- [Activity]: All the entries, exactly as they read, must be written out again.

- [Entries supplied]:
____
//! Application configuration module.
//!
//! Manages the TOML config file (backend host, TMDB token) and the session
//! file that stands in for browser storage.

#[allow(clippy::module_inception)]
mod config;
mod paths;

#[allow(clippy::module_name_repetitions)]
pub use config::{AppConfig, TMDB_TOKEN_ENV};
pub use paths::{resolve_config_path, resolve_session_path};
____
- [Answer space]:
//! Application configuration module.
//!
//! Manages the TOML config file (backend host, TMDB token) and the session
//! file that stands in for browser storage.

#[allow(clippy::module_inception)]
mod config;
mod paths;

#[allow(clippy::module_name_repetitions)]
pub use config::{AppConfig, TMDB_TOKEN_ENV};
pub use paths::{resolve_config_path, resolve_session_path};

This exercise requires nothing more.